▶ [Exercise inputs]
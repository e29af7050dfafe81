//! In-crate fixtures for exercising cook tasks without a full cooker

use super::context::{CookContext, ProgressUpdate};
use super::{default_out_of_date_cook, CookPriority, CookTask};
use crate::config::{CookerSettings, PackageCookConfig};
use crate::content::{ContentPaths, FilePath, FileType, Platform};
use crate::database::{CookDatabase, CookSource, CookVersions};
use crate::error::{CookError, CookResult};
use crate::scc::{NullSourceControlClient, SourceControlClient};
use std::collections::HashMap;
use std::fs;
use std::path::{Path, PathBuf};
use std::sync::{Arc, Mutex};
use std::time::Duration;
use tempfile::TempDir;

pub(crate) struct TestContext {
    _temp: TempDir,
    settings: CookerSettings,
    database: CookDatabase,
    tools_dir: PathBuf,
    sources: Mutex<HashMap<FileType, Vec<FilePath>>>,
    progress: Mutex<Vec<ProgressUpdate>>,
    completed: Mutex<Vec<(String, bool)>>,
    scc: Arc<dyn SourceControlClient>,
    package_config: Option<PackageCookConfig>,
    workers: usize,
}

impl TestContext {
    pub(crate) fn new() -> Self {
        let temp = TempDir::new().unwrap();
        let settings = CookerSettings::new(temp.path(), Platform::PC);
        let paths = ContentPaths::new(temp.path(), Platform::PC);
        fs::create_dir_all(paths.source_dir()).unwrap();
        fs::create_dir_all(paths.content_dir()).unwrap();
        let tools_dir = paths.default_tools_dir();
        Self {
            database: CookDatabase::new(paths, CookVersions::current(), false),
            _temp: temp,
            settings,
            tools_dir,
            sources: Mutex::new(HashMap::new()),
            progress: Mutex::new(Vec::new()),
            completed: Mutex::new(Vec::new()),
            scc: Arc::new(NullSourceControlClient),
            package_config: None,
            workers: 2,
        }
    }

    pub(crate) fn with_source_control(mut self, client: Arc<dyn SourceControlClient>) -> Self {
        self.scc = client;
        self
    }

    pub(crate) fn with_package_cook_config(mut self, config: PackageCookConfig) -> Self {
        self.package_config = Some(config);
        self
    }

    pub(crate) fn with_workers(mut self, workers: usize) -> Self {
        self.workers = workers;
        self
    }

    pub(crate) fn settings_mut(&mut self) -> &mut CookerSettings {
        &mut self.settings
    }

    /// Write a source file and register it in the index
    pub(crate) fn add_source(&self, relative: &str, file_type: FileType) -> FilePath {
        let path = FilePath::new(relative, file_type);
        self.write_source(&path, &format!("source {relative}"));
        let mut sources = self.sources.lock().unwrap();
        let list = sources.entry(file_type).or_default();
        if !list.contains(&path) {
            list.push(path.clone());
            list.sort();
        }
        path
    }

    pub(crate) fn write_source(&self, path: &FilePath, contents: &str) {
        let file = self.paths().source_path(path);
        fs::create_dir_all(file.parent().unwrap()).unwrap();
        fs::write(file, contents).unwrap();
    }

    pub(crate) fn last_progress(&self) -> Option<ProgressUpdate> {
        self.progress.lock().unwrap().last().cloned()
    }

    pub(crate) fn completed_progress(&self) -> Vec<(String, bool)> {
        self.completed.lock().unwrap().clone()
    }
}

impl CookContext for TestContext {
    fn database(&self) -> &CookDatabase {
        &self.database
    }

    fn platform(&self) -> Platform {
        Platform::PC
    }

    fn settings(&self) -> &CookerSettings {
        &self.settings
    }

    fn source_control(&self) -> &dyn SourceControlClient {
        self.scc.as_ref()
    }

    fn source_files_of_type(&self, file_type: FileType) -> Vec<FilePath> {
        self.sources
            .lock()
            .unwrap()
            .get(&file_type)
            .cloned()
            .unwrap_or_default()
    }

    fn tools_dir(&self) -> &Path {
        &self.tools_dir
    }

    fn package_cook_config(&self) -> Option<&PackageCookConfig> {
        self.package_config.as_ref()
    }

    fn worker_count(&self) -> usize {
        self.workers
    }

    fn amend_source_files(&self, files: &[PathBuf]) -> CookResult<()> {
        let mut sources = self.sources.lock().unwrap();
        for file in files {
            let path = self
                .paths()
                .file_path_from_source(file)
                .ok_or_else(|| CookError::InvalidPath(file.clone()))?;
            let list = sources.entry(path.file_type()).or_default();
            if !list.contains(&path) {
                list.push(path);
                list.sort();
            }
        }
        Ok(())
    }

    fn remove_source_files(&self, files: &[PathBuf]) -> CookResult<()> {
        let mut sources = self.sources.lock().unwrap();
        for file in files {
            if let Some(path) = self.paths().file_path_from_source(file) {
                if let Some(list) = sources.get_mut(&path.file_type()) {
                    list.retain(|p| p != &path);
                }
            }
        }
        Ok(())
    }

    fn advance_progress(&self, update: &ProgressUpdate) {
        self.progress.lock().unwrap().push(update.clone());
    }

    fn complete_progress(&self, name: &str, _elapsed: Duration, success: bool) {
        self.completed.lock().unwrap().push((name.to_string(), success));
    }
}

/// Task that writes a marker output per file and records what it cooked
pub(crate) struct RecordingTask {
    file_type: FileType,
    parallel: bool,
    fail_on: Option<FilePath>,
    extra_sources: Vec<CookSource>,
    cooked: Mutex<Vec<FilePath>>,
    groups: Mutex<Vec<Vec<FilePath>>>,
}

impl RecordingTask {
    pub(crate) fn new(file_type: FileType) -> Self {
        Self {
            file_type,
            parallel: false,
            fail_on: None,
            extra_sources: Vec::new(),
            cooked: Mutex::new(Vec::new()),
            groups: Mutex::new(Vec::new()),
        }
    }

    pub(crate) fn parallel(mut self) -> Self {
        self.parallel = true;
        self
    }

    pub(crate) fn failing_on(mut self, path: FilePath) -> Self {
        self.fail_on = Some(path);
        self
    }

    pub(crate) fn with_extra_source(mut self, source: CookSource) -> Self {
        self.extra_sources.push(source);
        self
    }

    pub(crate) fn cooked(&self) -> Vec<FilePath> {
        self.cooked.lock().unwrap().clone()
    }

    pub(crate) fn groups(&self) -> Vec<Vec<FilePath>> {
        self.groups.lock().unwrap().clone()
    }
}

impl CookTask for RecordingTask {
    fn name(&self) -> &'static str {
        "recording"
    }

    fn priority(&self) -> i32 {
        CookPriority::DEFAULT
    }

    fn can_cook(&self, path: &FilePath) -> bool {
        path.file_type() == self.file_type
    }

    fn cook_all_out_of_date_content(&self, ctx: &dyn CookContext) -> CookResult<()> {
        default_out_of_date_cook(self, ctx, self.file_type, self.parallel)
    }

    fn get_sources(&self, _ctx: &dyn CookContext, path: &FilePath) -> CookResult<Vec<CookSource>> {
        let mut sources = vec![CookSource::file(path.clone())];
        sources.extend(self.extra_sources.iter().cloned());
        Ok(sources)
    }

    fn internal_cook(&self, ctx: &dyn CookContext, path: &FilePath) -> CookResult<()> {
        if self.fail_on.as_ref() == Some(path) {
            return Err(CookError::task(path, "injected failure"));
        }
        let output = ctx.paths().cooked_path(path);
        fs::create_dir_all(output.parent().unwrap())?;
        fs::write(&output, format!("cooked {}", path))?;
        self.cooked.lock().unwrap().push(path.clone());
        Ok(())
    }

    fn internal_cook_multi(&self, ctx: &dyn CookContext, paths: &[FilePath]) -> CookResult<()> {
        self.groups.lock().unwrap().push(paths.to_vec());
        for path in paths {
            self.internal_cook(ctx, path)?;
        }
        Ok(())
    }
}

▶ [Exercise details]
Copy out every record above exactly as written.

▶ [Solution to this problem]
repository e29af7050dfafe81
//! In-crate fixtures for exercising cook tasks without a full cooker

use super::context::{CookContext, ProgressUpdate};
use super::{default_out_of_date_cook, CookPriority, CookTask};
use crate::config::{CookerSettings, PackageCookConfig};
use crate::content::{ContentPaths, FilePath, FileType, Platform};
use crate::database::{CookDatabase, CookSource, CookVersions};
use crate::error::{CookError, CookResult};
use crate::scc::{NullSourceControlClient, SourceControlClient};
use std::collections::HashMap;
use std::fs;
use std::path::{Path, PathBuf};
use std::sync::{Arc, Mutex};
use std::time::Duration;
use tempfile::TempDir;

pub(crate) struct TestContext {
    _temp: TempDir,
    settings: CookerSettings,
    database: CookDatabase,
    tools_dir: PathBuf,
    sources: Mutex<HashMap<FileType, Vec<FilePath>>>,
    progress: Mutex<Vec<ProgressUpdate>>,
    completed: Mutex<Vec<(String, bool)>>,
    scc: Arc<dyn SourceControlClient>,
    package_config: Option<PackageCookConfig>,
    workers: usize,
}

impl TestContext {
    pub(crate) fn new() -> Self {
        let temp = TempDir::new().unwrap();
        let settings = CookerSettings::new(temp.path(), Platform::PC);
        let paths = ContentPaths::new(temp.path(), Platform::PC);
        fs::create_dir_all(paths.source_dir()).unwrap();
        fs::create_dir_all(paths.content_dir()).unwrap();
        let tools_dir = paths.default_tools_dir();
        Self {
            database: CookDatabase::new(paths, CookVersions::current(), false),
            _temp: temp,
            settings,
            tools_dir,
            sources: Mutex::new(HashMap::new()),
            progress: Mutex::new(Vec::new()),
            completed: Mutex::new(Vec::new()),
            scc: Arc::new(NullSourceControlClient),
            package_config: None,
            workers: 2,
        }
    }

    pub(crate) fn with_source_control(mut self, client: Arc<dyn SourceControlClient>) -> Self {
        self.scc = client;
        self
    }

    pub(crate) fn with_package_cook_config(mut self, config: PackageCookConfig) -> Self {
        self.package_config = Some(config);
        self
    }

    pub(crate) fn with_workers(mut self, workers: usize) -> Self {
        self.workers = workers;
        self
    }

    pub(crate) fn settings_mut(&mut self) -> &mut CookerSettings {
        &mut self.settings
    }

    /// Write a source file and register it in the index
    pub(crate) fn add_source(&self, relative: &str, file_type: FileType) -> FilePath {
        let path = FilePath::new(relative, file_type);
        self.write_source(&path, &format!("source {relative}"));
        let mut sources = self.sources.lock().unwrap();
        let list = sources.entry(file_type).or_default();
        if !list.contains(&path) {
            list.push(path.clone());
            list.sort();
        }
        path
    }

    pub(crate) fn write_source(&self, path: &FilePath, contents: &str) {
        let file = self.paths().source_path(path);
        fs::create_dir_all(file.parent().unwrap()).unwrap();
        fs::write(file, contents).unwrap();
    }

    pub(crate) fn last_progress(&self) -> Option<ProgressUpdate> {
        self.progress.lock().unwrap().last().cloned()
    }

    pub(crate) fn completed_progress(&self) -> Vec<(String, bool)> {
        self.completed.lock().unwrap().clone()
    }
}

impl CookContext for TestContext {
    fn database(&self) -> &CookDatabase {
        &self.database
    }

    fn platform(&self) -> Platform {
        Platform::PC
    }

    fn settings(&self) -> &CookerSettings {
        &self.settings
    }

    fn source_control(&self) -> &dyn SourceControlClient {
        self.scc.as_ref()
    }

    fn source_files_of_type(&self, file_type: FileType) -> Vec<FilePath> {
        self.sources
            .lock()
            .unwrap()
            .get(&file_type)
            .cloned()
            .unwrap_or_default()
    }

    fn tools_dir(&self) -> &Path {
        &self.tools_dir
    }

    fn package_cook_config(&self) -> Option<&PackageCookConfig> {
        self.package_config.as_ref()
    }

    fn worker_count(&self) -> usize {
        self.workers
    }

    fn amend_source_files(&self, files: &[PathBuf]) -> CookResult<()> {
        let mut sources = self.sources.lock().unwrap();
        for file in files {
            let path = self
                .paths()
                .file_path_from_source(file)
                .ok_or_else(|| CookError::InvalidPath(file.clone()))?;
            let list = sources.entry(path.file_type()).or_default();
            if !list.contains(&path) {
                list.push(path);
                list.sort();
            }
        }
        Ok(())
    }

    fn remove_source_files(&self, files: &[PathBuf]) -> CookResult<()> {
        let mut sources = self.sources.lock().unwrap();
        for file in files {
            if let Some(path) = self.paths().file_path_from_source(file) {
                if let Some(list) = sources.get_mut(&path.file_type()) {
                    list.retain(|p| p != &path);
                }
            }
        }
        Ok(())
    }

    fn advance_progress(&self, update: &ProgressUpdate) {
        self.progress.lock().unwrap().push(update.clone());
    }

    fn complete_progress(&self, name: &str, _elapsed: Duration, success: bool) {
        self.completed.lock().unwrap().push((name.to_string(), success));
    }
}

/// Task that writes a marker output per file and records what it cooked
pub(crate) struct RecordingTask {
    file_type: FileType,
    parallel: bool,
    fail_on: Option<FilePath>,
    extra_sources: Vec<CookSource>,
    cooked: Mutex<Vec<FilePath>>,
    groups: Mutex<Vec<Vec<FilePath>>>,
}

impl RecordingTask {
    pub(crate) fn new(file_type: FileType) -> Self {
        Self {
            file_type,
            parallel: false,
            fail_on: None,
            extra_sources: Vec::new(),
            cooked: Mutex::new(Vec::new()),
            groups: Mutex::new(Vec::new()),
        }
    }

    pub(crate) fn parallel(mut self) -> Self {
        self.parallel = true;
        self
    }

    pub(crate) fn failing_on(mut self, path: FilePath) -> Self {
        self.fail_on = Some(path);
        self
    }

    pub(crate) fn with_extra_source(mut self, source: CookSource) -> Self {
        self.extra_sources.push(source);
        self
    }

    pub(crate) fn cooked(&self) -> Vec<FilePath> {
        self.cooked.lock().unwrap().clone()
    }

    pub(crate) fn groups(&self) -> Vec<Vec<FilePath>> {
        self.groups.lock().unwrap().clone()
    }
}

impl CookTask for RecordingTask {
    fn name(&self) -> &'static str {
        "recording"
    }

    fn priority(&self) -> i32 {
        CookPriority::DEFAULT
    }

    fn can_cook(&self, path: &FilePath) -> bool {
        path.file_type() == self.file_type
    }

    fn cook_all_out_of_date_content(&self, ctx: &dyn CookContext) -> CookResult<()> {
        default_out_of_date_cook(self, ctx, self.file_type, self.parallel)
    }

    fn get_sources(&self, _ctx: &dyn CookContext, path: &FilePath) -> CookResult<Vec<CookSource>> {
        let mut sources = vec![CookSource::file(path.clone())];
        sources.extend(self.extra_sources.iter().cloned());
        Ok(sources)
    }

    fn internal_cook(&self, ctx: &dyn CookContext, path: &FilePath) -> CookResult<()> {
        if self.fail_on.as_ref() == Some(path) {
            return Err(CookError::task(path, "injected failure"));
        }
        let output = ctx.paths().cooked_path(path);
        fs::create_dir_all(output.parent().unwrap())?;
        fs::write(&output, format!("cooked {}", path))?;
        self.cooked.lock().unwrap().push(path.clone());
        Ok(())
    }

    fn internal_cook_multi(&self, ctx: &dyn CookContext, paths: &[FilePath]) -> CookResult<()> {
        self.groups.lock().unwrap().push(paths.to_vec());
        for path in paths {
            self.internal_cook(ctx, path)?;
        }
        Ok(())
    }
}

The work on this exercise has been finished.